*** Opening of Material for this task ***

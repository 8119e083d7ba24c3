use std::collections::HashMap;
use std::sync::{Arc, Mutex};
use std::time::Duration;

use async_trait::async_trait;
use serde_json::{json, Value};

use fieldkit::error::LookupError;
use fieldkit::schema::FieldSchema;
use fieldkit::session::{Capabilities, RenderContext};
use fieldkit::slug::{SlugAvailability, SlugLookup, SlugQuery};

/// Install the log subscriber once per test binary; RUST_LOG controls
/// verbosity
pub fn init_logging() {
    let _ = tracing_subscriber::fmt()
        .with_env_filter(tracing_subscriber::EnvFilter::from_default_env())
        .with_test_writer()
        .try_init();
}

pub fn ctx() -> RenderContext {
    RenderContext {
        capabilities: Capabilities {
            rich_text: true,
            enhanced_media: true,
        },
        collection_id: "posts".to_string(),
        content_id: None,
    }
}

pub fn schema(definition: Value) -> FieldSchema {
    FieldSchema::from_definition(definition).expect("definition normalizes")
}

/// Object schema with a text title and a string-array tags member,
/// the smallest shape exercising nested carriers
pub fn title_and_tags() -> FieldSchema {
    schema(json!({
        "type": "object",
        "properties": {
            "title": {"type": "text", "label": "Title"},
            "tags": {"type": "array", "item": {"type": "text"}}
        }
    }))
}

/// Blocks schema with quote and image definitions
pub fn quote_and_image_blocks() -> FieldSchema {
    schema(json!({
        "type": "blocks",
        "blocks": [
            {
                "name": "quote",
                "label": "Quote",
                "properties": {
                    "text": {"type": "textarea", "label": "Quote text"},
                    "attribution": {"type": "text"}
                }
            },
            {
                "name": "image",
                "label": "Image",
                "properties": {
                    "media": {"type": "media"},
                    "caption": {"type": "text"}
                }
            }
        ]
    }))
}

/// Scripted in-memory availability collaborator. Each expected slug
/// maps to a reply and an artificial latency, so response ordering is
/// fully controlled under paused tokio time.
#[derive(Default)]
pub struct ScriptedLookup {
    replies: Mutex<HashMap<String, (Duration, Result<bool, String>)>>,
    seen: Mutex<Vec<String>>,
}

impl ScriptedLookup {
    pub fn new() -> Arc<Self> {
        Arc::new(Self::default())
    }

    pub fn reply(&self, slug: &str, latency: Duration, available: bool) {
        self.replies
            .lock()
            .unwrap()
            .insert(slug.to_string(), (latency, Ok(available)));
    }

    pub fn fail(&self, slug: &str) {
        self.replies
            .lock()
            .unwrap()
            .insert(slug.to_string(), (Duration::ZERO, Err("down".to_string())));
    }

    /// Slugs that actually reached the collaborator, in order
    pub fn seen(&self) -> Vec<String> {
        self.seen.lock().unwrap().clone()
    }
}

#[async_trait]
impl SlugLookup for ScriptedLookup {
    async fn check(&self, query: &SlugQuery) -> Result<SlugAvailability, LookupError> {
        self.seen.lock().unwrap().push(query.slug.clone());
        let scripted = self.replies.lock().unwrap().get(&query.slug).cloned();
        match scripted {
            Some((latency, Ok(available))) => {
                tokio::time::sleep(latency).await;
                Ok(SlugAvailability {
                    available,
                    message: None,
                })
            }
            Some((_, Err(reason))) => Err(LookupError::InvalidResponse(reason)),
            None => Err(LookupError::InvalidResponse(format!(
                "no scripted reply for '{}'",
                query.slug
            ))),
        }
    }
}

*** Close of Material for this task ***

* _Exercise description_
If a line comes after the one with "use fieldkit::schema::FieldSchema;", leave it out; reproduce exactly every line of the material from the first up to and including that one.

* _Final answer_
repository 8119e083d7ba24c3
use std::collections::HashMap;
use std::sync::{Arc, Mutex};
use std::time::Duration;

use async_trait::async_trait;
use serde_json::{json, Value};

use fieldkit::error::LookupError;
use fieldkit::schema::FieldSchema;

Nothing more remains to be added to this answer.